Si les atmosphères se font plus
subtiles, Deeper Than Sky gagne par contre une dose
non-négligeable de fun à l’ancienne. Tous les riffs transpirent ce glorieux Speed/Thrash
infusé d’une énergie Punk (en vrac) des années 80 et, contrairement au premier
opus, John Cobbett se fait ici un malin plaisir à envoyer de nombreux soli très
typiques dans les oreilles de l’auditeur, toujours dans une veine assez
bigarrée et un peu excessive (dans le bon sens du terme) qui renforce le côté
théâtral de la galette. Impossible aussi de parler d’amusement sans évoquer
« Paino », à la faute intentionnelle, mettant en scène un piano
martelé avec force par Sigrid Sheie et uniquement accompagné de sa basse
vrombissante et de la batterie.

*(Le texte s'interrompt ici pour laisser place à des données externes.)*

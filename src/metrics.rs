/*!
Accuracy metrics for forecasts in physical units
*/
use crate::{CpuFloat, Error, Result};
use serde::{Deserialize, Serialize};

/// Guards the relative error against zero targets
const MAPE_EPSILON: CpuFloat = 1e-8;

/// Regression metrics over a set of predictions
#[derive(Debug, Copy, Clone, PartialEq, Serialize, Deserialize)]
pub struct Metrics {
    /// Number of scored predictions
    pub samples: usize,
    /// Mean absolute error
    pub mae: CpuFloat,
    /// Mean squared error
    pub mse: CpuFloat,
    /// Root mean squared error
    pub rmse: CpuFloat,
    /// Coefficient of determination
    pub r2: CpuFloat,
    /// Mean absolute percentage error, in percent
    pub mape: CpuFloat,
    /// Percentage of predictions within 5 μg/m³ of the target
    pub within_5: CpuFloat,
    /// Percentage of predictions within 10 μg/m³ of the target
    pub within_10: CpuFloat,
}

impl Metrics {
    /// Score predictions against targets
    pub fn compute(predictions: &[CpuFloat], targets: &[CpuFloat]) -> Result<Metrics> {
        if predictions.len() != targets.len() {
            return Err(Error::shape(targets.len(), predictions.len()));
        }
        if targets.is_empty() {
            return Err(Error::Configuration("no predictions to score".into()));
        }
        let n = targets.len() as CpuFloat;
        let errors: Vec<CpuFloat> = predictions
            .iter()
            .zip(targets)
            .map(|(p, t)| p - t)
            .collect();
        let mae = errors.iter().map(|e| e.abs()).sum::<CpuFloat>() / n;
        let ss_res = errors.iter().map(|e| e * e).sum::<CpuFloat>();
        let mse = ss_res / n;
        let mean = targets.iter().sum::<CpuFloat>() / n;
        let ss_tot = targets.iter().map(|t| (t - mean) * (t - mean)).sum::<CpuFloat>();
        let r2 = if ss_tot > 0.0 {
            1.0 - ss_res / ss_tot
        } else if ss_res == 0.0 {
            1.0
        } else {
            0.0
        };
        let mape = errors
            .iter()
            .zip(targets)
            .map(|(e, t)| (e / (t + MAPE_EPSILON)).abs())
            .sum::<CpuFloat>()
            / n
            * 100.0;
        let within = |tolerance: CpuFloat| {
            errors.iter().filter(|e| e.abs() <= tolerance).count() as CpuFloat / n * 100.0
        };
        Ok(Metrics {
            samples: targets.len(),
            mae,
            mse,
            rmse: mse.sqrt(),
            r2,
            mape,
            within_5: within(5.0),
            within_10: within(10.0),
        })
    }

    /// A single blended score in percent: 40% R², 40% ±5 accuracy, 20% (1 − MAPE)
    pub fn overall(&self) -> CpuFloat {
        (self.r2 * 0.4 + self.within_5 / 100.0 * 0.4 + (1.0 - self.mape / 100.0) * 0.2) * 100.0
    }
}

#[cfg(test)]
mod tests {
    use super::*;

    #[test]
    fn perfect_predictions() {
        let targets = [10.0, 20.0, 30.0];
        let m = Metrics::compute(&targets, &targets).unwrap();
        assert_eq!(m.mae, 0.0);
        assert_eq!(m.rmse, 0.0);
        assert_eq!(m.r2, 1.0);
        assert_eq!(m.within_5, 100.0);
        assert!((m.overall() - 100.0).abs() < 1e-9);
    }

    #[test]
    fn known_errors() {
        let targets = [10.0, 20.0, 30.0, 40.0];
        let predictions = [12.0, 14.0, 30.0, 52.0];
        let m = Metrics::compute(&predictions, &targets).unwrap();
        assert_eq!(m.samples, 4);
        assert_eq!(m.mae, 5.0);
        assert_eq!(m.mse, 46.0);
        assert!((m.rmse - 46f64.sqrt()).abs() < 1e-12);
        assert!((m.r2 - (1.0 - 184.0 / 500.0)).abs() < 1e-12);
        assert!((m.mape - (20.0 + 30.0 + 0.0 + 30.0) / 4.0).abs() < 1e-6);
        assert_eq!(m.within_5, 50.0);
        assert_eq!(m.within_10, 75.0);
    }

    #[test]
    fn constant_targets_and_bad_input() {
        let m = Metrics::compute(&[5.0, 7.0], &[6.0, 6.0]).unwrap();
        assert_eq!(m.r2, 0.0);
        assert!(Metrics::compute(&[1.0], &[1.0, 2.0]).is_err());
        assert!(Metrics::compute(&[], &[]).is_err());
    }
}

Véritable moment phare de l’album, c’est un peu
la « Cantina Song » de la bande à Cobbett : une piste addictive
et ultra sympathique comme bande-son d’un saloon se voulant repaire de brigands
de l’espace.
Grosse amélioration par rapport
au premier opus, c’est la production 5 étoiles que nous a concocté le
guitariste en chef. Tous les instruments sont à leur place, en commençant par
les guitares très tranchantes, acérées et dont les soli transpercent vraiment
les cieux. C’est aussi un réel plaisir d’écouter la superbe basse de Sheie :
sachant toujours se faire entendre, elle occupe une espace considérable dans le
spectre sonore et se permettant quelques petites folies comme sur
« Paino », le solo au milieu de « Red Chaos » et différents
breaks plutôt délectables, avec un son très gras et distordu mais à la clarté
exemplaire. Aesop Dekker n’est pas en
reste et bénéficie d’un traitement très carré pour sa batterie qu’il se fait un
plaisir de marteler dans un exercice de style beaucoup moins subtil en
apparence que chez Agalloch mais dont la maîtrise est évidente ; du Thrash
plus basique à la double basse furieuse de « Red Chaos » et en
passant par les blasts de fin d’album. Quant à la voix de Mike Scheidt, elle
supplante tout ce joyeux bordel avec aisance et versatilité. Qu’elle s’essaie
aux chœurs bourrés d’échos ou au cris Thrash plus bourrus, elle parvient
toujours à convaincre. Les fans du bonhomme seront aussi comblés, sachant que
ses aigus si particuliers qu’on admirait déjà dans Yob occupent une bonne
partie du disque.
Au fil des écoutes et après une
relative incompréhension de ne pas retrouver immédiatement ce qui faisait de Vhöl un grand album, force
est de constater que de Deeper Than Sky est une mutation réussie
d’un groupe qui ne se contente pas de ressortir les mêmes compositions sous un
nouveau nom. Perdant un peu du côté Black mais gagnant en Thrash et distillant
ses ambiances avec plus de parcimonie, Vhöl signe un opus mature et complet,
pour le plus grand plaisir de ceux qui aiment leur Metal original, empreint
d’une nostalgie respectueuse mais regardant toujours en avant.